Never enough language/Language is never enough: Raciolinguistic perspectives on applied linguistic theories of change

Abstract

Legacies of colonialism have pathologized particular populations’ linguistic practices as perpetual learning impediments, scapegoating language as a primary cause of educational and broader societal problems. Pathologizing colonial language ideologies continue to inform assumptions about language proficiency assessments as unbiased scientific measures. In turn, purportedly objective language (dis)abilities are represented as self-evident signs of whether one’s broader life trajectory is headed toward normatively defined success. Based on this logic, the accumulation of institutionally recognized linguistic skills through educational language learning is presented as a key intervention for communities and populations framed as communicatively deficient. In US schools, the labor of linguistic accumulation is imposed and regulated through language classifications such as English learner, long-term English learner, and proficient English user. These classifications rationalize population management structures that purportedly allocate access to institutional opportunities based on students’ linguistic abilities. In fact, regardless of the extent to which racially marginalized students ostensibly engage in standardized language practices, they continue to experience differential access to opportunities based on their colonially inherited societal positions as illegitimate subjects with illegitimate languages. Violent US histories of racial and linguistic dispossession, stigmatization, domination, prohibition, policing, containment, and elimination are part of broader legacies of Black and Indigenous genocide and enslavement that founded and continue to organize the nation. This presentation draws on abolitionist, decolonial, and raciolinguistic perspectives to understand historical and contemporary efforts to consolidate and contest borders delimiting languages, populations, and geographies. Such a reconceptualization points to opportunities for reckoning, redress, and reimagination that emerge when we understand racially marginalized communities not as communicatively deficient, but rather as dynamic linguistic contexts that unsettle conventional assumptions about knowledge, skills, and schooling. By situating linguistic struggles alongside broader political struggles, we can identify new strategies for connecting language learning projects to the imagination and creation of possible worlds. 

Biography

Jonathan Rosa is Associate Professor in the Graduate School of Education, Center for Comparative Studies in Race and Ethnicity, and, by courtesy, Departments of Anthropology and Linguistics, at Stanford University.

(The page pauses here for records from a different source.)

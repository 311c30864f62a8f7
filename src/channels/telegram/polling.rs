//! Telegram polling mode: getUpdates loop and message conversion

use serde::Deserialize;
use tokio::sync::mpsc;

use super::dedup::UpdateDedup;
use super::retry::{RetryPolicy, delay_for_attempt, is_recoverable, parse_retry_after};
use super::types::API_BASE;
use crate::channels::IncomingMessage;
use crate::{Error, Result};

/// Long-poll timeout passed to getUpdates, in seconds
const LONG_POLL_SECS: u64 = 30;

/// Response from Telegram getUpdates API
#[derive(Debug, Deserialize)]
struct GetUpdatesResponse {
    #[allow(dead_code)]
    ok: bool,
    result: Vec<PollingUpdate>,
}

/// A single update from getUpdates
#[derive(Debug, Deserialize)]
struct PollingUpdate {
    update_id: i64,
    message: Option<PollingMessage>,
}

/// Message from a polling update
#[derive(Debug, Deserialize)]
struct PollingMessage {
    message_id: i64,
    chat: PollingChat,
    text: Option<String>,
}

/// Chat info from polling
#[derive(Debug, Deserialize)]
struct PollingChat {
    id: i64,
}

impl super::TelegramChannel {
    /// Spawn a background task that polls Telegram's getUpdates API
    ///
    /// Polls every `interval` and forwards received messages into the mpsc channel.
    /// Deletes any existing webhook before starting to avoid conflicts. The task
    /// ends when the receiving side is dropped.
    ///
    /// # Errors
    ///
    /// Returns error if the channel was not created with [`Self::with_receiver`]
    pub fn start_polling(
        &self,
        interval: std::time::Duration,
    ) -> Result<tokio::task::JoinHandle<()>> {
        let token = self.token.clone();
        let client = self.client.clone();
        let debug = self.debug;
        let tx = self.message_tx.clone().ok_or_else(|| {
            Error::Channel("start_polling requires a message_tx (use with_receiver)".to_string())
        })?;

        Ok(tokio::spawn(async move {
            polling_loop(token, client, tx, interval, debug).await;
        }))
    }
}

/// Run the polling loop (background task)
async fn polling_loop(
    token: String,
    client: reqwest::Client,
    tx: mpsc::Sender<IncomingMessage>,
    interval: std::time::Duration,
    debug: bool,
) {
    // Delete any existing webhook so getUpdates works
    let delete_url = format!("{API_BASE}{token}/deleteWebhook");
    if let Err(e) = client.post(&delete_url).send().await {
        tracing::warn!(error = %e, "failed to delete Telegram webhook before polling");
    }

    let policy = RetryPolicy::default();
    let mut failures: u32 = 0;
    let mut offset: Option<i64> = None;
    let mut dedup = UpdateDedup::default();

    loop {
        let url = format!("{API_BASE}{token}/getUpdates");
        let mut params = serde_json::json!({
            "timeout": LONG_POLL_SECS,
            "allowed_updates": ["message"],
        });
        if let Some(off) = offset {
            params["offset"] = serde_json::json!(off);
        }

        let batch = match client.post(&url).json(&params).send().await {
            Ok(resp) => {
                let status = resp.status();
                let body = resp.text().await.unwrap_or_default();
                if debug {
                    tracing::debug!(%status, body = %body, "Telegram getUpdates response");
                }

                if status.is_success() {
                    serde_json::from_str::<GetUpdatesResponse>(&body)
                        .map_err(|e| (format!("unparsable getUpdates body: {e}"), None))
                } else {
                    if is_recoverable(status.as_u16(), &body) {
                        tracing::warn!(%status, "Telegram getUpdates failed, retrying");
                    } else {
                        tracing::error!(%status, body = %body, "Telegram getUpdates rejected");
                    }
                    Err((format!("status {status}"), parse_retry_after(&body)))
                }
            }
            Err(e) => Err((e.to_string(), None)),
        };

        match batch {
            Ok(updates) => {
                failures = 0;
                for update in &updates.result {
                    // Advance offset past this update
                    offset = Some(update.update_id + 1);

                    let key = format!("poll:{}", update.update_id);
                    if dedup.is_duplicate(&key) {
                        continue;
                    }

                    if let Some(msg) = update_to_incoming(update)
                        && tx.send(msg).await.is_err()
                    {
                        tracing::info!("incoming receiver closed, stopping Telegram polling");
                        return;
                    }
                }
                tokio::time::sleep(interval).await;
            }
            Err((reason, retry_after)) => {
                let delay = delay_for_attempt(&policy, failures, retry_after);
                failures = failures.saturating_add(1);
                tracing::warn!(error = %reason, attempt = failures, ?delay, "Telegram getUpdates error");
                tokio::time::sleep(delay).await;
            }
        }

        if tx.is_closed() {
            tracing::info!("incoming receiver closed, stopping Telegram polling");
            return;
        }
    }
}

/// Convert a polling update into an `IncomingMessage`
///
/// Non-message updates yield `None`; messages without text are still
/// forwarded so intake can make the decision.
fn update_to_incoming(update: &PollingUpdate) -> Option<IncomingMessage> {
    let msg = update.message.as_ref()?;

    Some(IncomingMessage {
        chat_id: msg.chat.id,
        message_id: msg.message_id,
        text: msg.text.clone(),
    })
}

#[cfg(test)]
mod tests {
    use super::*;

    fn parse(body: &str) -> GetUpdatesResponse {
        serde_json::from_str(body).unwrap()
    }

    #[test]
    fn text_message_is_converted() {
        let updates = parse(
            r#"{"ok": true, "result": [{
                "update_id": 10,
                "message": {
                    "message_id": 77,
                    "chat": {"id": -100500, "type": "supergroup"},
                    "from": {"id": 1, "is_bot": false, "first_name": "A"},
                    "text": "https://example.com/a.webm"
                }
            }]}"#,
        );

        let msg = update_to_incoming(&updates.result[0]).unwrap();
        assert_eq!(
            msg,
            IncomingMessage::text(-100_500, 77, "https://example.com/a.webm")
        );
    }

    #[test]
    fn media_message_has_no_text() {
        let updates = parse(
            r#"{"ok": true, "result": [{
                "update_id": 11,
                "message": {
                    "message_id": 78,
                    "chat": {"id": 5, "type": "private"},
                    "photo": [{"file_id": "x"}]
                }
            }]}"#,
        );

        let msg = update_to_incoming(&updates.result[0]).unwrap();
        assert!(msg.text.is_none());
    }

    #[test]
    fn non_message_update_is_skipped() {
        let updates = parse(r#"{"ok": true, "result": [{"update_id": 12}]}"#);
        assert!(update_to_incoming(&updates.result[0]).is_none());
    }
}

His research centers on joint analyses of racial marginalization, linguistic stigmatization, and educational inequity, as well as collaborations with schools and communities to track these phenomena and develop tools for understanding and eradicating the forms of disparity to which they correspond. Rosa is author of the book, Looking like a Language, Sounding like a Race: Raciolinguistic Ideologies and the Learning of Latinidad (2019, Oxford University Press), and co-editor of the volume, Language and Social Justice in Practice (2019, Routledge). His work has appeared in scholarly journals such as the Harvard Educational Review, American Ethnologist, Journal of Linguistic Anthropology, and Language in Society, as well as media outlets such as MSNBC, NPR, CNN, and Univision.